Overall, the forecasts point to a strong report, with wage growth suggesting that inflation is possible to accelerate in the months to come. Last week, Fed chair Powell’s dovish remarks prompted market participants to price out their expectations with regards to the number of interest rate hikes the Fed may deliver next year, despite staying overly optimistic that a December move remains firmly on the cards. According to the Fed fund futures, the market assigns an 85 chance for a December hike, but sees only 1.4 hikes throughout 2019. A few weeks ago, that number was around 2. The minutes of the latest FOMC meeting confirmed investors’ choice, with a few participants expressing uncertainty about the timing of future rate increases, and many arguing for placing more emphasis on the evaluation of incoming data.
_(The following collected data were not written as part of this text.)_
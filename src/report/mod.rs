mod excel;
mod pdf;

use std::fs::{File, OpenOptions};
use std::io::Write;
use std::path::{Path, PathBuf};
use std::str::FromStr;

use chrono::Local;
use thiserror::Error;

use crate::storage::HistoryEntry;

#[derive(Debug, Error)]
pub enum ReportError {
    #[error("Unsupported format")]
    UnsupportedFormat(String),
    #[error("History is empty")]
    EmptyHistory,
    #[error("Failed to generate report: {0}")]
    Generation(String),
}

impl From<std::io::Error> for ReportError {
    fn from(e: std::io::Error) -> Self {
        ReportError::Generation(e.to_string())
    }
}

#[derive(Debug, Clone, Copy, PartialEq, Eq)]
pub enum ReportFormat {
    Excel,
    Pdf,
    Json,
}

impl ReportFormat {
    pub fn extension(self) -> &'static str {
        match self {
            ReportFormat::Excel => "xlsx",
            ReportFormat::Pdf => "pdf",
            ReportFormat::Json => "json",
        }
    }

    pub fn mime_type(self) -> &'static str {
        match self {
            ReportFormat::Excel => {
                "application/vnd.openxmlformats-officedocument.spreadsheetml.sheet"
            }
            ReportFormat::Pdf => "application/pdf",
            ReportFormat::Json => "application/json",
        }
    }

    /// Name offered to the browser for the download.
    pub fn download_name(self) -> String {
        format!("bear_report.{}", self.extension())
    }
}

impl FromStr for ReportFormat {
    type Err = ReportError;

    fn from_str(s: &str) -> Result<Self, Self::Err> {
        match s.trim().to_ascii_lowercase().as_str() {
            "excel" | "xlsx" => Ok(ReportFormat::Excel),
            "pdf" => Ok(ReportFormat::Pdf),
            "json" => Ok(ReportFormat::Json),
            _ => Err(ReportError::UnsupportedFormat(s.to_string())),
        }
    }
}

pub struct Report {
    pub format: ReportFormat,
    pub bytes: Vec<u8>,
    /// Copy kept in the report directory.
    pub path: PathBuf,
}

/// Renders history exports and keeps a timestamped copy of each on disk.
#[derive(Debug, Clone)]
pub struct ReportWriter {
    dir: PathBuf,
}

impl ReportWriter {
    pub fn new(dir: impl Into<PathBuf>) -> Self {
        Self { dir: dir.into() }
    }

    pub fn dir(&self) -> &Path {
        &self.dir
    }

    pub fn generate(
        &self,
        format: ReportFormat,
        entries: &[HistoryEntry],
    ) -> Result<Report, ReportError> {
        if entries.is_empty() {
            return Err(ReportError::EmptyHistory);
        }

        let bytes = render(format, entries)?;

        std::fs::create_dir_all(&self.dir)?;
        let (path, mut file) = self.create_copy(format)?;
        file.write_all(&bytes)?;

        tracing::info!(
            path = %path.display(),
            entries = entries.len(),
            bytes = bytes.len(),
            "report generated"
        );

        Ok(Report {
            format,
            bytes,
            path,
        })
    }

    /// Opens a new file for the kept copy. Exports within the same second
    /// get a `_N` suffix instead of overwriting each other.
    fn create_copy(&self, format: ReportFormat) -> std::io::Result<(PathBuf, File)> {
        let stamp = Local::now().format("%Y%m%d_%H%M%S").to_string();
        let mut attempt = 0u32;
        loop {
            let file_name = if attempt == 0 {
                format!("bear_detection_report_{stamp}.{}", format.extension())
            } else {
                format!("bear_detection_report_{stamp}_{attempt}.{}", format.extension())
            };
            let path = self.dir.join(file_name);
            match OpenOptions::new().write(true).create_new(true).open(&path) {
                Ok(file) => return Ok((path, file)),
                Err(e) if e.kind() == std::io::ErrorKind::AlreadyExists => attempt += 1,
                Err(e) => return Err(e),
            }
        }
    }
}

pub fn render(format: ReportFormat, entries: &[HistoryEntry]) -> Result<Vec<u8>, ReportError> {
    match format {
        ReportFormat::Excel => excel::render(entries),
        ReportFormat::Pdf => pdf::render(entries),
        ReportFormat::Json => {
            serde_json::to_vec_pretty(entries).map_err(|e| ReportError::Generation(e.to_string()))
        }
    }
}

/// Earliest and latest entry dates as "dd.mm.yyyy".
fn data_period(entries: &[HistoryEntry]) -> Option<(String, String)> {
    let mut dates = entries
        .iter()
        .filter_map(|e| crate::stats::entry_date(&e.timestamp));
    let first = dates.next()?;
    let (min, max) = dates.fold((first, first), |(lo, hi), d| (lo.min(d), hi.max(d)));
    Some((
        min.format("%d.%m.%Y").to_string(),
        max.format("%d.%m.%Y").to_string(),
    ))
}

/// Mean, max and min confidence of a single entry, zero when it has no
/// detections.
fn entry_confidence(entry: &HistoryEntry) -> (f64, f64, f64) {
    let confidences: Vec<f64> = entry.detections.iter().map(|d| d.confidence).collect();
    if confidences.is_empty() {
        return (0.0, 0.0, 0.0);
    }
    let mean = confidences.iter().sum::<f64>() / confidences.len() as f64;
    let max = confidences.iter().cloned().fold(f64::MIN, f64::max);
    let min = confidences.iter().cloned().fold(f64::MAX, f64::min);
    (mean, max, min)
}
use std::path::{Path, PathBuf};

const UPLOADS_DIR: &str = "uploads";
const RESULTS_DIR: &str = "results";
const URL_PREFIX: &str = "static";
const ENCODABLE_EXTENSIONS: [&str; 5] = ["jpg", "jpeg", "png", "bmp", "webp"];

/// A file written under the static directory, with the reference that is
/// stored in history and served over HTTP.
#[derive(Debug, Clone)]
pub struct StoredArtifact {
    pub file_name: String,
    pub path: PathBuf,
    pub reference: String,
}

/// Uploaded originals and annotated results, laid out as
/// `<static_dir>/uploads/<name>` and `<static_dir>/results/result_<name>`.
#[derive(Debug, Clone)]
pub struct ArtifactStore {
    root: PathBuf,
}

impl ArtifactStore {
    pub fn open(root: impl Into<PathBuf>) -> std::io::Result<Self> {
        let root = root.into();
        std::fs::create_dir_all(root.join(UPLOADS_DIR))?;
        std::fs::create_dir_all(root.join(RESULTS_DIR))?;
        Ok(Self { root })
    }

    pub fn root(&self) -> &Path {
        &self.root
    }

    /// Stores the raw upload under a collision-resistant name.
    pub fn save_upload(&self, client_name: &str, data: &[u8]) -> std::io::Result<StoredArtifact> {
        let file_name = format!(
            "{}_{}",
            uuid::Uuid::new_v4().simple(),
            sanitize_file_name(client_name)
        );
        self.write(UPLOADS_DIR, file_name, data)
    }

    pub fn save_result(&self, file_name: String, data: &[u8]) -> std::io::Result<StoredArtifact> {
        self.write(RESULTS_DIR, file_name, data)
    }

    fn write(&self, dir: &str, file_name: String, data: &[u8]) -> std::io::Result<StoredArtifact> {
        let path = self.root.join(dir).join(&file_name);
        std::fs::write(&path, data)?;
        Ok(StoredArtifact {
            reference: format!("{URL_PREFIX}/{dir}/{file_name}"),
            file_name,
            path,
        })
    }
}

/// Keeps the final path component and replaces anything outside
/// `[A-Za-z0-9._-]` with `_`.
pub fn sanitize_file_name(name: &str) -> String {
    let base = name.rsplit(['/', '\\']).next().unwrap_or("");
    let cleaned: String = base
        .chars()
        .map(|c| {
            if c.is_ascii_alphanumeric() || matches!(c, '.' | '_' | '-') {
                c
            } else {
                '_'
            }
        })
        .collect();
    let cleaned = cleaned.trim_start_matches('.');
    if cleaned.is_empty() {
        "upload".to_string()
    } else {
        cleaned.to_string()
    }
}

/// Name and encoder extension (e.g. ".jpg") for the annotated copy of an
/// upload. Uploads in formats the encoder cannot write get a PNG result.
pub fn result_file_name(upload_name: &str) -> (String, String) {
    let ext = Path::new(upload_name)
        .extension()
        .and_then(|e| e.to_str())
        .map(|e| e.to_ascii_lowercase());
    match ext {
        Some(ext) if ENCODABLE_EXTENSIONS.contains(&ext.as_str()) => {
            (format!("result_{upload_name}"), format!(".{ext}"))
        }
        _ => (format!("result_{upload_name}.png"), ".png".to_string()),
    }
}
So, having in mind that the Fed wants to focus more on economic data, such an employment report may encourage the market to drive the number of hikes expected in 2019 slightly higher.
We get employment data for November from Canada as well. Expectations are for the unemployment rate to have held steady at 5.8%, while the net change in employment is anticipated to show that the economy has gained slightly more jobs than in October (15.0k vs 11.2k). Conditional upon a hawkish BoC on Wednesday, a decent employment report may help to revive hopes with regards to a January hike.
As for other data, we have Eurozone’s wage growth and employment change data for Q3, as well as the final GDP print for the same quarter. The preliminary UoM consumer sentiment index for December is also coming out and is expected to decline to 97.1 from 97.5.
Finally, on Saturday, China’s trade balance for November is released. The forecasts suggest that the nation’s trade surplus increased to USD 36.2bn from 34.0bn, but both exports and imports are anticipated to have slowed on a yoy basis.